WHAT IS EXPECTED: Using the data below, return all lines in which "gone" appears.

Saved entries
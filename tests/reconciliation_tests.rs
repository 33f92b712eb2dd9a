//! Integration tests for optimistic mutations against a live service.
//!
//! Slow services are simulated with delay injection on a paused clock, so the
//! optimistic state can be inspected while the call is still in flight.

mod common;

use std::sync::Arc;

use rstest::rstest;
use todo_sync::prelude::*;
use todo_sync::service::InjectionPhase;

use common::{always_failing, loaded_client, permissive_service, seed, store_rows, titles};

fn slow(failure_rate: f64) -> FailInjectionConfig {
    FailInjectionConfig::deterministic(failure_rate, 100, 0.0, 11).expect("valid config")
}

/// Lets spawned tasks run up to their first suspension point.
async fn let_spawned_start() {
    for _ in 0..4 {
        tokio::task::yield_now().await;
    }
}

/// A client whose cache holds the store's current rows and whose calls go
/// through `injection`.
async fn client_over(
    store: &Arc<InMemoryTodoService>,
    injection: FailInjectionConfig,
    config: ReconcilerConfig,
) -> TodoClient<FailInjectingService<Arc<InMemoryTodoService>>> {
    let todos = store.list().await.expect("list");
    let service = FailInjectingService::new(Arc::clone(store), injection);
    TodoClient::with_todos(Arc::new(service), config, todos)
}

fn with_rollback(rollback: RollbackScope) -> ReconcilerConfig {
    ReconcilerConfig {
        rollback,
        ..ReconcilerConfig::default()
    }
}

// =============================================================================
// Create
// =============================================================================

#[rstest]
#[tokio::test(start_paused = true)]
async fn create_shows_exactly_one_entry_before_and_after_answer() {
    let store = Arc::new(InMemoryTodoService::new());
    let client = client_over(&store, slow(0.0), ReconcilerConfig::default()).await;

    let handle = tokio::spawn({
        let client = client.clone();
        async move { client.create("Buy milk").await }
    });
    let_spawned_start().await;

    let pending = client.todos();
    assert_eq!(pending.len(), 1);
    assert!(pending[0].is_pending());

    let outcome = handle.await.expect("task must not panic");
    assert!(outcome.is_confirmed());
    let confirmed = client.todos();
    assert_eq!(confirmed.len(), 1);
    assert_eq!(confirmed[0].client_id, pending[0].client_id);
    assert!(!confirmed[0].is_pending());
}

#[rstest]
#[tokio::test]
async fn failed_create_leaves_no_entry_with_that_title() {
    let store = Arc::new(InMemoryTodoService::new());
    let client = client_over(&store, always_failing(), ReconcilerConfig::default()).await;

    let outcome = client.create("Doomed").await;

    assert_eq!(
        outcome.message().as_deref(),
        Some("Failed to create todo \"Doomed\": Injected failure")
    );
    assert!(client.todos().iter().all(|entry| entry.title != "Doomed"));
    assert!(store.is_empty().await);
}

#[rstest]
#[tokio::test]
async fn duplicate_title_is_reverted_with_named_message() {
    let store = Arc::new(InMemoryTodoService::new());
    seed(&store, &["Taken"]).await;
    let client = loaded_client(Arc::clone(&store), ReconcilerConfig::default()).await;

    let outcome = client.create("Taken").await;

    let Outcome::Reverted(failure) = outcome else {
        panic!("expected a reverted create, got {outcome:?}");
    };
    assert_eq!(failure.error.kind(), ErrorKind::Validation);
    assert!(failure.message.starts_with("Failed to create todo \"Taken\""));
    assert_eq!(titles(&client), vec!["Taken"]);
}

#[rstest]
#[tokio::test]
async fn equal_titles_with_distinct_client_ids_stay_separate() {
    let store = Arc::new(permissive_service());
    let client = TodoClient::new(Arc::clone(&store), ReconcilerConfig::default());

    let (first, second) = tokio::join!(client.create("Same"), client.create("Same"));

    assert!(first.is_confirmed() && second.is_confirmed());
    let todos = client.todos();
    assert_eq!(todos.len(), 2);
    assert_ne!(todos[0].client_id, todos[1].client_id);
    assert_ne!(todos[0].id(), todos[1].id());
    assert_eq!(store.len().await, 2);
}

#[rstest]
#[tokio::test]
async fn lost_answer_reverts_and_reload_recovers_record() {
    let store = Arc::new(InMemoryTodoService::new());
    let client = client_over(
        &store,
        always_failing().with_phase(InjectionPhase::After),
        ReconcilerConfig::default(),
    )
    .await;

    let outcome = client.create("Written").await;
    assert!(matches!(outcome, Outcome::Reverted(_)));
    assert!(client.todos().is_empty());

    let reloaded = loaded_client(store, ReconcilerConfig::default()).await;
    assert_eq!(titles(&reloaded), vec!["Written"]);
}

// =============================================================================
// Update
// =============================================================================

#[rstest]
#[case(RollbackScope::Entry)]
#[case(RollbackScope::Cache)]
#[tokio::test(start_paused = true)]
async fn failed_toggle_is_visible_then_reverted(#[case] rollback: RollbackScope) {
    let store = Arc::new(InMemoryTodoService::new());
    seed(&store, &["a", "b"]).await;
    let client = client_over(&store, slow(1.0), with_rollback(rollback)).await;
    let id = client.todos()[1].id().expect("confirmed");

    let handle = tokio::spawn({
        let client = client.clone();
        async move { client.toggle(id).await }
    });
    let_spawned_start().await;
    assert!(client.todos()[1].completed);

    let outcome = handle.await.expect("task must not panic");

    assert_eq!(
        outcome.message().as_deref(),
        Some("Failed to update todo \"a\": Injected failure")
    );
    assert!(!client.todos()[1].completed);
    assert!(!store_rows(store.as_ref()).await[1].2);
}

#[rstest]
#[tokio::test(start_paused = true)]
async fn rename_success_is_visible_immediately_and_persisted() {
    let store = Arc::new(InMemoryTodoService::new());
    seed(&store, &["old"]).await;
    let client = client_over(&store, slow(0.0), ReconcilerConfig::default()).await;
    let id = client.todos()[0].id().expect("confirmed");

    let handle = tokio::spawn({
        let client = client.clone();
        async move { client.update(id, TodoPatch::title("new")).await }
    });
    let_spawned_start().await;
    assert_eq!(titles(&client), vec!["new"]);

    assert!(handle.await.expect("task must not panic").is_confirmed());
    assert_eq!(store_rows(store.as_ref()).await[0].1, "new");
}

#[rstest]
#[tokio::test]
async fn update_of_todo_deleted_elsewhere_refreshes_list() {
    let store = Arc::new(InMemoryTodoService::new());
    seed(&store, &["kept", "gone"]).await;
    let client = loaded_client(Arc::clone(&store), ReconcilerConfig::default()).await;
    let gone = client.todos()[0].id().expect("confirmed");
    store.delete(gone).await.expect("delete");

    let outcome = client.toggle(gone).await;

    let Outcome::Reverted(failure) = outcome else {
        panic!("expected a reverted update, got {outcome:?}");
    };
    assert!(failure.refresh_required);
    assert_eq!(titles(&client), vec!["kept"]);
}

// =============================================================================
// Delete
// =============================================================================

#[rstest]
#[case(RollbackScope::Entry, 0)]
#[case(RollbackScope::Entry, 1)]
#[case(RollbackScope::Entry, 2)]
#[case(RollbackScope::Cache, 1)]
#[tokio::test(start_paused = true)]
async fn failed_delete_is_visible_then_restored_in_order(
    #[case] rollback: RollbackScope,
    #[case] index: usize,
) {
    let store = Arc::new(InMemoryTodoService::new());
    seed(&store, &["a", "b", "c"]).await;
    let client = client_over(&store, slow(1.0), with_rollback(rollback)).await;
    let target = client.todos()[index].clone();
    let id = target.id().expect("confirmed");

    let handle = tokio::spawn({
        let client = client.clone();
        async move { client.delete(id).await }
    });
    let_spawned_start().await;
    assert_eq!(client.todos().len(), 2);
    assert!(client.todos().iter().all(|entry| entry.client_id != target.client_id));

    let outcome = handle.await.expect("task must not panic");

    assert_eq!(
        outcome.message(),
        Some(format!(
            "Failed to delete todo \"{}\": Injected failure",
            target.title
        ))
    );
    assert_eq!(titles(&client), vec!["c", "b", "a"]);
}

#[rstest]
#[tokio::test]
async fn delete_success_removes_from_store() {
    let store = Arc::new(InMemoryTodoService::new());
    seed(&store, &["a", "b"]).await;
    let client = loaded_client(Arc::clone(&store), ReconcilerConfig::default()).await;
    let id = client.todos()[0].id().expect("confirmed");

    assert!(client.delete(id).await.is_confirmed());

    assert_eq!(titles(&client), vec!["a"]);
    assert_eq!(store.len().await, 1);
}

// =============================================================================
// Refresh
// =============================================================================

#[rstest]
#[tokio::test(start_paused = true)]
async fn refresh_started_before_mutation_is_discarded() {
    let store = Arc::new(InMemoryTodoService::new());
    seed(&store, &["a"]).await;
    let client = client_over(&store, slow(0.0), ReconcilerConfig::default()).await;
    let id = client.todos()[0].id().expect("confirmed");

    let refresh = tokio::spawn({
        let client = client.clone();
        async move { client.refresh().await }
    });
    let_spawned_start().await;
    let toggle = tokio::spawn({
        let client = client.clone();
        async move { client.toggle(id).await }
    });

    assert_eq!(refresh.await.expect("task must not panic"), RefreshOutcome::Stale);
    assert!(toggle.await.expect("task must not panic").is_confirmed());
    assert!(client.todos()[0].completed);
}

RESULT FOR THIS TASK:
    seed(&store, &["kept", "gone"]).await;
    let gone = client.todos()[0].id().expect("confirmed");
    store.delete(gone).await.expect("delete");
    let outcome = client.toggle(gone).await;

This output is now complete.